One context for decision making is how choices are structured. Knowing that many people opt for the default option, we can influence (for better or worse) large groups of people.
Mauboussin relates a story about a prominent psychologist popular on the speaking circuit that “underscores how underappreciated choice architecture remains.”
When companies call to invite him to speak, he offers them two choices. Either they can pay him his set fee and get a standard presentation, or they can pay him nothing in exchange for the opportunity to work with him on an experiment to improve choice architecture (e.g., redesign a form or Web site). Of course, the psychologist benefits by getting more real-world results on choice architecture, but it seems like a pretty good deal for the company as well, because an improved architecture might translate into financial benefits vastly in excess of his speaking fee. He noted ruefully that so far not one company has taken him up on his experiment offer.
(As a brief aside, I engage in public speaking on a fairly regular basis. I’ve toyed with similar ideas. Once I even went as far as offering to speak for no pre-set fee, only “value added” as judged by the client. They opted for the fee.)
Another great example of how environments affect behavior is Stanley Milgram’s famous experiment on obedience to authority. “Ordinary people, simply doing their jobs, and without any particular hostility on their part, can become agents in a terrible destructive process,” wrote Stanley Milgram. The Stanford Prison Experiment is, yet, another example.
Situations are generally more powerful than we think
The key point is that situations are generally more powerful than we think and we can do things to resist the pull of “unwelcome social influence.”
Mauboussin offers four tips:
1. Be aware of your situation.
You can think of this in two parts. There is the conscious element, where you can create a positive environment for decision making in your own surroundings by focusing on process, keeping stress to an acceptable level, being a thoughtful choice architect, and making sure to diffuse the forces that encourage negative behaviors.

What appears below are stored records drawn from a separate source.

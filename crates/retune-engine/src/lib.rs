//! Retune Engine - per-operation configuration overrides
//!
//! This crate implements the override-resolution engine: it selects a rule
//! for a request, temporarily applies the rule's named settings around one
//! unit of work, and guarantees restoration of the prior values whether the
//! work succeeds or fails.
//!
//! Components:
//! - [`RuleCache`]: TTL-refreshed, reentrancy-guarded rule set
//! - [`RuleMatcher`]: two-pass resolution (exact identity, then pattern)
//! - [`OverrideSession`]: snapshot/apply/restore with guaranteed release
//! - [`OverrideEngine`]: composes the above around a caller-supplied
//!   async operation
//!
//! One engine instance belongs to one execution context; nothing in this
//! crate is global.
//!
//! # Quick Start
//!
//! ```
//! use std::sync::Arc;
//! use retune_core::OverrideRule;
//! use retune_engine::{MemorySettings, OverrideEngine, SettingsBackend};
//! use retune_store::MemoryRuleStore;
//!
//! # #[tokio::main(flavor = "current_thread")]
//! # async fn main() -> anyhow::Result<()> {
//! let store = Arc::new(MemoryRuleStore::new());
//! store
//!     .insert(OverrideRule::new().with_pattern("%orders%").with_setting("max_workers", "2"))
//!     .await;
//!
//! let settings = Arc::new(MemorySettings::new());
//! let mut engine = OverrideEngine::new(store, settings.clone());
//!
//! let seen = engine
//!     .run(None, Some("SELECT * FROM orders"), || async {
//!         Ok::<_, std::io::Error>(settings.current("max_workers"))
//!     })
//!     .await?;
//!
//! assert_eq!(seen.as_deref(), Some("2"));          // override visible inside
//! assert_eq!(settings.current("max_workers"), None); // restored afterwards
//! # Ok(())
//! # }
//! ```

pub mod cache;
pub mod config;
pub mod engine;
pub mod error;
pub mod matcher;
pub mod session;
pub mod settings;

// Re-export main types
pub use cache::{ReentrancyFlag, RuleCache};
pub use config::EngineConfig;
pub use engine::OverrideEngine;
pub use error::{EngineError, RunError};
pub use matcher::RuleMatcher;
pub use session::OverrideSession;
pub use settings::{MemorySettings, SettingsBackend, SettingsError};

// Re-export commonly used types from dependencies
pub use retune_core::{like_match, OverrideRule, SettingOverride};
pub use retune_store::RuleStore;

Then there is coping with the subconscious influences. Control over these influences requires awareness of the influence, motivation to deal with it, and the willingness to devote attention to address possible poor decisions. In the real world, satisfying all three control conditions is extremely difficult, but the path starts with awareness.
2. Consider the situation first and the individual second.
This concept, called attributional charity, insists that you evaluate the decisions of others by starting with the situation and then turning to the individuals, not the other way around. While easier for Easterners than Westerners, most of us consistently underestimate the role of the situation in assessing the decisions we see others make. Try not to make the fundamental attribution error.
3. Watch out for the institutional imperative.
Warren Buffett, the celebrated investor and chairman of Berkshire Hathaway, coined the term institutional imperative to explain the tendency of organizations to “mindlessly” imitate what peers are doing. There are typically two underlying drivers of the imperative. First, companies want to be part of the in-group, much as individuals do. So if some companies in an industry are doing mergers, chasing growth, or expanding geographically, others will be tempted to follow. Second are incentives. Executives often reap financial rewards by following the group. When decision makers make money from being part of the crowd, the draw is nearly inescapable.
One example comes from a Financial Times interview with the former chief executive officer of Citigroup Chuck Prince in 2007, before the brunt of the financial crisis. “When the music stops, things will be complicated,” offered Prince, demonstrating that he had some sense of what was to come. “But as long as the music is playing, you’ve got to get up and dance.” The institutional imperative is rarely a good dance partner.
4. Avoid inertia.
Periodically revisit your processes and ask whether they are serving their purpose. Organizations sometimes adopt routines and structures that become crystallized, impeding positive change. Efforts to reform education in the United States, for example, have been met with resistance from teachers and administrators who prefer the status quo.
We like to think that we’re better than the situation, that we follow the decision-making process and rationally weigh the facts, consider alternatives, and determine the best course of action. While others are easily influenced, we are not. This is how we’re wrong.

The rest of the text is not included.